JAKARTA – Ketua Majelis Ulama Indonesia (MUI) Bidang Dakwah dan Ukhuwah, KH Cholil Nafis mengatakan, program standardisasi Dai MUI bertujuan untuk meningkatkan kompetensi, standarisasi, dan legalisasi para Dai.
Kiai Cholil menjelaskan, MUI harus menjadi payung dan tenda besar umat Islam untuk menyamakan persepsi agar menjadi medium bagi seluruh umat Islam. Untuk itu, kata dia, kompetensi Dai sangat diperlukan untuk bisa menyamakan persepsi tersebut.
“Dai yang baik akan menimbulkan persepsi yang baik, Dai yang buruk sudah pasti akan menimbulkan kesalahpahaman terhadap Islam,” ujarnya dalam Standarisasi Dakwah Angkatan 9 MUI, di Aula Buya Hamka MUI, Jakarta Pusat, Sabtu (18/12).

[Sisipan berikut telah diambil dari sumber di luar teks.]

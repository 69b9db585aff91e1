//! Human-like keystroke synthesis and replay
//!
//! This crate turns text into keystroke sequences with realistic inter-key
//! timing, records real typing into the same format, stores the results as
//! JSON logs, and replays them onto a keyboard device under a time limit.

use std::path::Path;
use std::time::Instant;
use tracing::{error, info, instrument};

pub mod codec;
pub mod config;
pub mod delay;
pub mod device;
pub mod errors;
pub mod generator;
pub mod keystroke;
pub mod player;
pub mod recorder;
pub mod store;
#[cfg(test)]
mod tests;

pub use codec::{EscapedChar, Key, KeyCodec, KeyToken, NamedKey};
pub use config::KeytimeConfig;
pub use delay::DelayModel;
pub use device::KeyboardDevice;
pub use errors::{CodecError, DeviceError, KeytimeError, Rejection, Result};
pub use generator::Generator;
pub use keystroke::{Keystroke, KeystrokeSequence, Log};
pub use player::{AbortReason, PlaybackOutcome, PlaybackReport, PlaybackState, Player};
pub use recorder::{KeyEvent, Recorder, RecorderSnapshot, StopReason};
pub use store::LogStore;

/// The main entry point: generation, persistence and playback behind one
/// configuration.
pub struct Keytime<D: KeyboardDevice> {
    config: KeytimeConfig,
    generator: Generator,
    player: Player<D>,
    store: LogStore,
}

impl<D: KeyboardDevice> Keytime<D> {
    #[instrument(skip(config, device, log_path))]
    pub fn new(config: KeytimeConfig, device: D, log_path: impl AsRef<Path>) -> Self {
        let start = Instant::now();
        let config = config.normalized();
        let keytime = Self {
            generator: Generator::new(config.clone()),
            player: Player::new(config.clone(), device),
            store: LogStore::new(log_path),
            config,
        };
        info!(
            duration_ms = start.elapsed().as_millis(),
            log_path = %keytime.store.path().display(),
            "Keytime engine initialized"
        );
        keytime
    }

    pub fn config(&self) -> &KeytimeConfig {
        &self.config
    }

    pub fn player(&self) -> &Player<D> {
        &self.player
    }

    pub fn store(&self) -> &LogStore {
        &self.store
    }

    pub fn generate(&mut self, text: &str) -> KeystrokeSequence {
        self.generator.generate(text)
    }

    /// Generate keystrokes for `text` and type them.
    pub async fn type_text(&mut self, text: &str) -> Result<PlaybackReport> {
        let (_, report) = self.player.play_text(&mut self.generator, text).await?;
        Ok(report)
    }

    /// Generate keystrokes for `text` and save them as a new log.
    #[instrument(skip(self, text))]
    pub fn generate_and_save(&mut self, text: &str) -> Result<Log> {
        let keystrokes = self.generator.generate(text);
        if keystrokes.is_empty() {
            return Err(KeytimeError::EmptyGeneration);
        }
        let log = Log::new(text.to_string(), keystrokes)?;
        self.store.append(log.clone())?;
        Ok(log)
    }

    /// Replay the saved log whose id or text equals `identifier`.
    #[instrument(skip(self))]
    pub async fn simulate_from_id(&self, identifier: &str) -> Result<Option<PlaybackReport>> {
        let Some(log) = self.store.find(identifier)? else {
            error!("Log not found");
            return Ok(None);
        };
        info!(id = %log.id, keystrokes = log.keystrokes.len(), "Replaying saved log");
        Ok(Some(self.player.replay(&log.keystrokes).await))
    }
}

Kiai Cholil menuturkan, MUI berbeda dengan pemerintah yang mempunyai hak untuk memaksa dan mengikat. Untuk itu, lanjutnya, para peserta yang mengikuti standardisasi ini sesuai kesepakatan dan sukarela.
Perihal standarisasi, Pengasuh Ponpes Cendekia Amanah Depok, Jabar ini menjelaskan, hal itu bertujuan untuk meningkatkan para Dai agar menjadi profesional, akuntabel, dan kompeten di bawah naungan MUI.
Kiai Cholil mengungkapkan, bahwa nantinya para Dai yang telah lolos standardisasi ini mempunyai kesempatan untuk melakukan dakwah di lembaga penyiaran seperti televisi.
“Di Indonesia tidak ada yang mengikat tergantung artikulasi diri, tapi di lembaga penyiaran kami sudah ada MoU bahwa yang bisa mengisi di sana adalah yang mempunyai sertifikasi MUI,”tuturnya.
Dia mengakui, di Indonesia memang tidak aturannya, tetapi ada imbauan untuk menjaga agar tidak terjadi penyalahgunaan dan ketidakpantasan orang yang menjadi Dai.
“Memang tidak ada aturanya, tapi ada imbauan untuk menjaga penyalahgunaan dan ketidakpantasan orang menjadi Dai kemudian menjadi Dai,”jelasnya.
Kiai Cholil mengatakan, segala yang dilakukan oleh para Dai yang telah lulus standardisasi, akan menjadi tanggung jawab MUI.
“Jadi ada peristiwa hukum, kami bisa memberikan bantuan minimal sharing atau hal yang bisa kami tangani,” ungkapnya.
Kiai Cholil memberikan contoh, ada seorang Dai yang salah berbicara ketika menyampaikannya di televisi. Setelah itu, KPI menegurnya.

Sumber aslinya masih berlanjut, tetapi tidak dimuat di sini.